Historically, June votes with only the school election appearing on the ballot have resulted in very low turnout rates, according to City Clerk Lynda Adams. In June 2011, the last time the school budget was the lone item on the agenda, only about one-tenth, slightly more than 1,000, of the 10,000 registered voters in Westbrook turned out for the election. An election costs the city about $4,000, Adams said.
The school department’s $32.1 million budget will not increase taxes for residents. While the budget is up nearly $1.4 million, a bump in state aid from decreasing property values and increasing student population kept the budget flat for taxpayers.

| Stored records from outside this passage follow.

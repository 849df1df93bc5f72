// SPDX-License-Identifier: MIT

use super::*;

#[test]
fn short_logs_pass_through_unchanged() {
    assert_eq!(bound_logs("hello"), "hello");
}

#[test]
fn long_logs_are_truncated_to_the_tail() {
    let raw = "x".repeat(LOG_RETRIEVAL_MAX_BYTES + 100);
    let bounded = bound_logs(&raw);
    assert!(bounded.starts_with("...[truncated]..."));
    assert!(bounded.len() < raw.len());
}

#[test]
fn write_and_read_round_trip() {
    let dir = tempfile::tempdir().unwrap();
    write_trace_log(dir.path(), "trc-1", "tsk-1", "boom");
    let path = trace_log_path(dir.path(), "trc-1", "tsk-1");
    assert_eq!(std::fs::read_to_string(path).unwrap(), "boom");
}
// SPDX-License-Identifier: MIT

//! Cron queue: a periodic emitter that, on each firing, hands a fresh
//! `TaskConfig` to the scheduler for admission into ready or delayed
//! (spec.md §4.4 "cron").

use chrono::{DateTime, Utc};
use cron::Schedule;
use parking_lot::Mutex;
use rcab_core::{Clock, TaskConfig};
use std::collections::HashMap;
use std::str::FromStr;
use std::time::Duration;
use tokio::sync::{mpsc, Notify};
use tokio_util::sync::CancellationToken;

use crate::error::SchedulerError;

const IDLE_SLEEP: Duration = Duration::from_secs(3600);

struct CronEntry {
    schedule: Schedule,
    template: TaskConfig,
    next_fire_epoch_ms: u64,
}

fn next_fire_after(schedule: &Schedule, after_epoch_ms: u64) -> u64 {
    let after = DateTime::<Utc>::from_timestamp_millis(after_epoch_ms as i64).unwrap_or_else(Utc::now);
    schedule.after(&after).next().map(|dt| dt.timestamp_millis() as u64).unwrap_or(u64::MAX)
}

/// Registered cron-backed task templates, keyed by a monotonically
/// increasing registration id.
#[derive(Default)]
pub struct CronRegistry {
    entries: Mutex<HashMap<u64, CronEntry>>,
    next_id: Mutex<u64>,
    notify: Notify,
}

impl CronRegistry {
    pub fn new() -> Self {
        Self::default()
    }

    pub fn register(
        &self,
        cron_expr: &str,
        template: TaskConfig,
        now_epoch_ms: u64,
    ) -> Result<(), SchedulerError> {
        let schedule = Schedule::from_str(cron_expr)
            .map_err(|err| SchedulerError::InvalidCron(cron_expr.to_string(), err.to_string()))?;
        let next_fire_epoch_ms = next_fire_after(&schedule, now_epoch_ms);

        let mut next_id = self.next_id.lock();
        *next_id += 1;
        let id = *next_id;
        drop(next_id);

        self.entries.lock().insert(id, CronEntry { schedule, template, next_fire_epoch_ms });
        self.notify.notify_one();
        Ok(())
    }

    fn drain_due(&self, now_epoch_ms: u64) -> Vec<TaskConfig> {
        let mut entries = self.entries.lock();
        let mut due = Vec::new();
        for entry in entries.values_mut() {
            while entry.next_fire_epoch_ms <= now_epoch_ms {
                due.push(entry.template.clone());
                entry.next_fire_epoch_ms = next_fire_after(&entry.schedule, entry.next_fire_epoch_ms + 1);
            }
        }
        due
    }

    fn next_deadline_ms(&self) -> Option<u64> {
        self.entries.lock().values().map(|e| e.next_fire_epoch_ms).min()
    }

    pub fn registered_count(&self) -> usize {
        self.entries.lock().len()
    }

    /// Runs until `cancel` fires, handing each firing's fresh `TaskConfig`
    /// to `fire_tx`.
    pub async fn run<C: Clock>(
        &self,
        clock: &C,
        fire_tx: mpsc::UnboundedSender<TaskConfig>,
        cancel: CancellationToken,
    ) {
        loop {
            let now_ms = clock.epoch_ms();
            for template in self.drain_due(now_ms) {
                let _ = fire_tx.send(template);
            }

            let wait = match self.next_deadline_ms() {
                Some(deadline_ms) if deadline_ms > now_ms => {
                    Duration::from_millis(deadline_ms - now_ms)
                }
                Some(_) => Duration::ZERO,
                None => IDLE_SLEEP,
            };

            tokio::select! {
                _ = cancel.cancelled() => return,
                _ = tokio::time::sleep(wait) => continue,
                _ = self.notify.notified() => continue,
            }
        }
    }
}

#[cfg(test)]
#[path = "cron_tests.rs"]
mod tests;
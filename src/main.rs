//! sentinel CLI entrypoint

use anyhow::Result;
use clap::Parser;
use tracing_subscriber::{layer::SubscriberExt, util::SubscriberInitExt, EnvFilter};

use sentinel::cli::Cli;

#[tokio::main]
async fn main() -> Result<()> {
    // Initialize tracing
    tracing_subscriber::registry()
        .with(EnvFilter::try_from_default_env().unwrap_or_else(|_| EnvFilter::new("info")))
        .with(tracing_subscriber::fmt::layer().with_target(false).with_writer(std::io::stderr))
        .init();

    // Parse and execute CLI
    let cli = Cli::parse();
    cli.execute().await
}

If passed, the district would see 12 new positions, offset in part by the reduction of nine positions: five in maintenance, which will be outsourced; and the rest from unfilled positions. A large focus of the new jobs will be to help keep class sizes down at the elementary schools.
Director of Operations Dean Flanagin said projections show the school population will most likely continue to increase, which means the future budgets may go up in order to accommodate that growth. One plan could include building six additional classrooms on the top floor of the middle school and expanding the Sacarrappa Elementary School to give it a separate gym, cafeteria and auditorium, instead of the mixed-use room the building has now.

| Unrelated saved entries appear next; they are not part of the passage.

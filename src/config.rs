//! Configuration for sentinel.
//!
//! Configuration sources (highest priority first):
//! 1. Environment variables (SENTINEL_BASE_URL, SENTINEL_CLIENT_ID,
//!    SENTINEL_CLIENT_SECRET, SENTINEL_PORT)
//! 2. Config file (.sentinel/config.yaml)
//! 3. Defaults
//!
//! Config file discovery:
//! - Searches current directory and parents for .sentinel/config.yaml
//! - Falls back to ~/.sentinel/config.yaml
//!
//! The resolved configuration is passed explicitly to whatever needs it;
//! nothing here is cached process-wide.

use std::path::{Path, PathBuf};
use std::time::Duration;

use anyhow::{Context, Result};
use serde::Deserialize;

use crate::adapters::{PollPolicy, ServiceSettings};
use crate::core::orchestrator::{DEFAULT_SIGNING_DELAY, DEFAULT_WATERMARK_LABEL};

pub const DEFAULT_PORT: u16 = 3001;

const CONFIG_DIR: &str = ".sentinel";
const CONFIG_FILE: &str = "config.yaml";

/// Raw config file schema (matches YAML structure)
#[derive(Debug, Clone, Deserialize)]
pub struct ConfigFile {
    pub version: String,
    #[serde(default)]
    pub service: Option<ServiceSettings>,
    #[serde(default)]
    pub polling: Option<PollPolicy>,
    #[serde(default)]
    pub signing: Option<SigningConfig>,
    #[serde(default)]
    pub watermark: Option<WatermarkConfig>,
    #[serde(default)]
    pub server: Option<ServerConfig>,
}

#[derive(Debug, Clone, Deserialize)]
pub struct SigningConfig {
    pub delay_ms: Option<u64>,
}

#[derive(Debug, Clone, Deserialize)]
pub struct WatermarkConfig {
    pub label: Option<String>,
}

#[derive(Debug, Clone, Deserialize)]
pub struct ServerConfig {
    pub port: Option<u16>,
}

/// Fully resolved configuration
#[derive(Debug, Clone, PartialEq, Eq)]
pub struct ResolvedConfig {
    /// Cloud service endpoint and credentials
    pub service: ServiceSettings,
    /// Job polling budget
    pub polling: PollPolicy,
    /// Simulated signing latency in milliseconds
    pub signing_delay_ms: u64,
    /// Text stamped by the watermark operation
    pub watermark_label: String,
    /// HTTP server port
    pub server_port: u16,
    /// Path to config file (if found)
    pub config_file: Option<PathBuf>,
}

impl Default for ResolvedConfig {
    fn default() -> Self {
        Self {
            service: ServiceSettings::default(),
            polling: PollPolicy::default(),
            signing_delay_ms: DEFAULT_SIGNING_DELAY.as_millis() as u64,
            watermark_label: DEFAULT_WATERMARK_LABEL.to_string(),
            server_port: DEFAULT_PORT,
            config_file: None,
        }
    }
}

impl ResolvedConfig {
    pub fn signing_delay(&self) -> Duration {
        Duration::from_millis(self.signing_delay_ms)
    }
}

/// Find config file by searching `start` and its parents, then the home directory
fn find_config_file(start: &Path) -> Option<PathBuf> {
    for dir in start.ancestors() {
        let config_path = dir.join(CONFIG_DIR).join(CONFIG_FILE);
        if config_path.exists() {
            return Some(config_path);
        }
    }

    let home_config = dirs::home_dir()?.join(CONFIG_DIR).join(CONFIG_FILE);
    home_config.exists().then_some(home_config)
}

/// Load and parse config file
fn load_config_file(path: &Path) -> Result<ConfigFile> {
    let content = std::fs::read_to_string(path)
        .with_context(|| format!("Failed to read config file: {}", path.display()))?;

    serde_yaml::from_str(&content)
        .with_context(|| format!("Failed to parse config file: {}", path.display()))
}

/// Merge file settings and environment overrides over the defaults
fn resolve<E>(file: Option<(PathBuf, ConfigFile)>, env: E) -> Result<ResolvedConfig>
where
    E: Fn(&str) -> Option<String>,
{
    let mut config = ResolvedConfig::default();

    if let Some((path, file)) = file {
        if let Some(service) = file.service {
            config.service = service;
        }
        if let Some(polling) = file.polling {
            config.polling = polling;
        }
        if let Some(delay_ms) = file.signing.and_then(|s| s.delay_ms) {
            config.signing_delay_ms = delay_ms;
        }
        if let Some(label) = file.watermark.and_then(|w| w.label) {
            config.watermark_label = label;
        }
        if let Some(port) = file.server.and_then(|s| s.port) {
            config.server_port = port;
        }
        config.config_file = Some(path);
    }

    if let Some(base_url) = env("SENTINEL_BASE_URL") {
        config.service.base_url = base_url;
    }
    if let Some(client_id) = env("SENTINEL_CLIENT_ID") {
        config.service.client_id = client_id;
    }
    if let Some(client_secret) = env("SENTINEL_CLIENT_SECRET") {
        config.service.client_secret = client_secret;
    }
    if let Some(port) = env("SENTINEL_PORT") {
        config.server_port = port
            .parse()
            .with_context(|| format!("Invalid SENTINEL_PORT: {}", port))?;
    }

    if config.polling.max_attempts == 0 {
        anyhow::bail!("polling.max_attempts must be at least 1");
    }

    Ok(config)
}

/// Load configuration from all sources
pub fn load_config() -> Result<ResolvedConfig> {
    let cwd = std::env::current_dir().context("Failed to determine current directory")?;
    load_config_from(&cwd)
}

/// Load configuration, searching for a config file from `start` upwards
pub fn load_config_from(start: &Path) -> Result<ResolvedConfig> {
    let file = match find_config_file(start) {
        Some(path) => {
            let parsed = load_config_file(&path)?;
            Some((path, parsed))
        }
        None => None,
    };

    resolve(file, |key| std::env::var(key).ok().filter(|v| !v.is_empty()))
}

The school department is hiring a technology coordinator this year, along with maintenance and transportation coordinators, who will work under Flanagin specifically to help keep the schools utilizing the available technology.
The new coordinator may also help decide which platform, Mac or PC, the district wants now that Gov. Paul LePage has announced that Hewlett Packard laptops will be the Maine Learning Technology Initiatives preferred computer, instead of the Apple laptops, the preferred computers since the program began 13 years ago.
Depending on that decision, seventh- and eighth-grade students could be working on PCs, while everyone else in the district is using Apple laptops. The Apple MacBook Air and iPads are also available for purchase under the program, but the state will only cover the computers and tablets up to the price of the Hewlett Packard laptop.
Superintendent Marc Gousse said one of his main concerns about the budget validation process is that a low voter turnout does not provide school officials with a comprehensive overview of how residents feel about the budget
City Administrator Jerre Bryant said low voter turnout was also a concern to him.
“If it’s just a stand-alone issue, the turnout is real, real low. Under direct democracy if only 10 percent of voters show up to vote, what are you achieving?” Bryant said.
The budget validation vote was mandated by the state 2007 for all school districts as part of school consolidation laws. The question of whether to continue the validation process is put on the ballot every three years. If Westbrook residents vote to leave the budget process in the hands of elected officials, the City Council would have the last word on the school budget.